NOUAKCHOTT, Mohamed Abderrahmane (IPS) – A multi-pronged strategy to end female genital mutilation in Mauritania is making gradual progress, though campaigners acknowledge much remains to be done in a country where more than two-thirds of girls suffer excision. A 2007 Demographic Health Survey found that 71 percent of women and girls in Mauritania have undergone female genital mutilation (FGM), carried out by traditional birth attendants on girls before they reach the age of five. The survey reported the reasons given in support of the practice were religion, aesthetics and the promotion of modesty. It also found that the practice was less common among better educated families.
Khatto Mint Jiddou, who heads the campaign against gender-based violence at Mauritania’s Ministry for Social Affairs, Childhood and the Family, told IPS that the initiative involves a wide range of people, including civil society activists, doctors and religious leaders. The national programme, supported by several development partners, includes lobbying for the adoption of a law criminalising excision, raising awareness of a fatwa (a religious notice) forbidding excision, and the setting up of regional offices to monitor the practice. In March, 35 excisors – including many from the central Tagant region, where an estimated 97 percent of girls suffer excision – publicly announced that they were voluntarily abandoning the procedure. Jiddou said the women had been convinced of the dangers of the practice by the explanations put forward by doctors and theologians.
Djeinaba Ba, a gynaecologist in the Mauritanian capital, Nouakchott, told IPS that FGM causes pain and trauma, and often results in serious infections. Massive haemorrhaging, which can lead to death, also occurs frequently. Aziza Mint Meslem, a midwife and civil society activist working against FGM, said that girls who survive the harmful procedure only have more difficulties ahead. “Some infections create dysfunction in the external mucus membranes of the uterus, which prevents the passage of sperm to the uterus, thereby creating sterility,” she said. She added that the practice also provokes obstetric fistulas and haemorrhaging during childbirth. Religious leaders have also lent their voices to the campaign. Hademine Ould Saleck, the imam of the old mosque in Nouakchott, said that he and his colleagues issued a religious notice, or fatwa, forbidding FGM in 2010, based on the risks identified by doctors and taking into account the emphasis Islam places on the dignity of human beings. “We consider this practice, in its usual form, to be forbidden because of the damage it causes, and call on civil and criminal authorities to act against perpetrators,” he told IPS.

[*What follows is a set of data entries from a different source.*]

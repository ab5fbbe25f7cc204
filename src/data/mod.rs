//! Telemetry ingestion and storage
//!
//! Upstream fetching with retry policies, raw match entities, league
//! ingestion, and the SQLite prediction history.

pub mod builder;
pub mod database;
pub mod dataset;
pub mod entities;
pub mod fetcher;
pub mod ingest;
pub mod telemetry;

pub use builder::{EntityBuilder, StatsMode};
pub use database::{Database, HistoryRecord, OutcomeStore};
pub use dataset::{DatasetRow, MatchDataset};
pub use entities::{Hero, Match, Player, PlayerStats, Team, Tournament};
pub use fetcher::{CancelToken, Fetcher, RetryPolicy};
pub use telemetry::{OpenDotaClient, Resource, TelemetrySource};
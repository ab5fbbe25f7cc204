//! Feature extraction
//!
//! Team aggregation, the fixed column schema, and persisted normalization.

pub mod aggregate;
pub mod scaler;
pub mod schema;
pub mod transform;

pub use aggregate::aggregate;
pub use scaler::MinMaxScaler;
pub use schema::{FeatureVector, TeamFeatures, COLUMNS};
pub use transform::{FeatureTransformer, ScalerHandle};
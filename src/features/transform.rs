//! Match to scaled feature vector
//!
//! Cold start: with no scaler artifact, `scale_batch` fits one from the batch
//! and persists it as version 1. Serving: `transform` only ever loads and
//! applies the persisted scaler. An explicit refit over an existing scaler
//! fails with `ScalerStateConflict`.

use std::collections::HashMap;
use std::sync::Arc;

use parking_lot::Mutex;

use super::aggregate::aggregate;
use super::scaler::MinMaxScaler;
use super::schema::FeatureVector;
use crate::data::entities::Match;
use crate::model::store::{ArtifactKind, ArtifactRegistry, ArtifactStore};
use crate::{DotaError, Result};

/// A loaded scaler and the version it was stored under
#[derive(Debug, Clone)]
pub struct ScalerHandle {
    pub version: u64,
    pub scaler: Arc<MinMaxScaler>,
}

impl ScalerHandle {
    pub fn apply(&self, raw: &FeatureVector) -> Result<FeatureVector> {
        self.scaler.transform(raw)
    }
}

/// Aggregate a match and scale it
pub fn transform(m: &Match, scaler: &ScalerHandle) -> Result<FeatureVector> {
    scaler.apply(&aggregate(m))
}

pub struct FeatureTransformer {
    registry: ArtifactRegistry,
    cache: Mutex<HashMap<u64, Arc<MinMaxScaler>>>,
}

impl FeatureTransformer {
    pub fn new(registry: ArtifactRegistry) -> Self {
        FeatureTransformer {
            registry,
            cache: Mutex::new(HashMap::new()),
        }
    }

    pub fn registry(&self) -> &ArtifactRegistry {
        &self.registry
    }

    pub fn aggregate(&self, m: &Match) -> FeatureVector {
        aggregate(m)
    }

    /// Load a scaler version from `store`, consulting the cache first
    pub(crate) fn load_from(&self, store: &dyn ArtifactStore, version: u64) -> Result<ScalerHandle> {
        if let Some(scaler) = self.cache.lock().get(&version) {
            return Ok(ScalerHandle {
                version,
                scaler: scaler.clone(),
            });
        }
        let scaler = Arc::new(MinMaxScaler::from_bytes(
            &store.load(ArtifactKind::Scaler, version)?,
        )?);
        self.cache.lock().insert(version, scaler.clone());
        log::debug!("Loaded scaler v{}", version);
        Ok(ScalerHandle { version, scaler })
    }

    pub fn handle(&self, version: u64) -> Result<ScalerHandle> {
        self.registry.read(|store| self.load_from(store, version))
    }

    /// Latest persisted scaler; `NoScaler` before the first fit
    pub fn serving_handle(&self) -> Result<ScalerHandle> {
        self.registry.read(|store| self.latest_in(store))
    }

    pub(crate) fn latest_in(&self, store: &dyn ArtifactStore) -> Result<ScalerHandle> {
        match store.latest_version(ArtifactKind::Scaler)? {
            Some(version) => self.load_from(store, version),
            None => Err(DotaError::NoScaler),
        }
    }

    fn persist(&self, store: &dyn ArtifactStore, scaler: MinMaxScaler) -> Result<ScalerHandle> {
        let version = 1;
        store.save(ArtifactKind::Scaler, version, &scaler.to_bytes()?)?;
        let scaler = Arc::new(scaler);
        self.cache.lock().insert(version, scaler.clone());
        log::info!("Fitted and persisted scaler v{}", version);
        Ok(ScalerHandle { version, scaler })
    }

    /// Explicit fit. Refuses to replace an existing scaler.
    pub fn fit_scaler(&self, batch: &[FeatureVector]) -> Result<ScalerHandle> {
        self.registry.exclusive(|store| {
            if let Some(version) = store.latest_version(ArtifactKind::Scaler)? {
                return Err(DotaError::ScalerStateConflict { version });
            }
            self.persist(store, MinMaxScaler::fit(batch)?)
        })
    }

    /// Scale unscaled vectors, fitting the scaler from them only if none exists yet
    pub fn scale_batch(&self, raw: &[FeatureVector]) -> Result<(ScalerHandle, Vec<FeatureVector>)> {
        self.registry.exclusive(|store| self.scale_batch_in(store, raw))
    }

    /// `scale_batch` for callers already inside the exclusive scope
    pub(crate) fn scale_batch_in(
        &self,
        store: &dyn ArtifactStore,
        raw: &[FeatureVector],
    ) -> Result<(ScalerHandle, Vec<FeatureVector>)> {
        let handle = match store.latest_version(ArtifactKind::Scaler)? {
            Some(version) => self.load_from(store, version)?,
            None => self.persist(store, MinMaxScaler::fit(raw)?)?,
        };
        let scaled = raw
            .iter()
            .map(|fv| handle.apply(fv))
            .collect::<Result<Vec<_>>>()?;
        Ok((handle, scaled))
    }

    pub fn transform_batch(&self, matches: &[Match]) -> Result<(ScalerHandle, Vec<FeatureVector>)> {
        let raw: Vec<FeatureVector> = matches.iter().map(aggregate).collect();
        self.scale_batch(&raw)
    }

    /// Serving path for one match
    pub fn transform(&self, m: &Match) -> Result<FeatureVector> {
        transform(m, &self.serving_handle()?)
    }
}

Saleck said that the fatwa issued by the Mauritanian religious community in 2011 received support from colleagues in eight West African countries: Burkina Faso, Gambia, Guinea, Guinea-Bissau, Mali, Niger, Senegal, and Chad. There are additional incentives for birth attendants to renounce FGM: although those who give up the practice do not receive any compensation, they will be prioritised in the allocation of loans for income- generating activities and given preferential access to literacy classes. But Meslem, who works with an NGO called the Mauritanian Association for the Health and Development of Women, says her experience in the field underlines the need for the adoption of laws specifically targeting FGM. She told IPS that twice in the past two years, she has come across cases of young girls who have died due to haemorrhaging after FGM. In each case, it was her NGO rather than the girls’ parents who alerted police; both times, the woman responsible was arrested, held for questioning for several days, but then released with no further action taken.
The midwife lamented the lack of legal sanctions against excisors in the Mauritanian penal code. “It’s a flagrant violation of the rights of girls, because international human rights law stipulates that every person has the right to the integrity of her body,” said Meslem. Gynaecologist Ba told IPS she has seen shifting attitudes recognising the harmful effects of FGM, early marriage and closely-spaced pregnancies. She observed, however, that the shift is noticeable among better-educated women living in cities and towns, and not among those who practice a nomadic lifestyle. Meslem too sees reasons for guarded optimism. “We are seeing a positive trend, even if this phenomenon, rooted in socio-cultural considerations, is far from being brought under control.”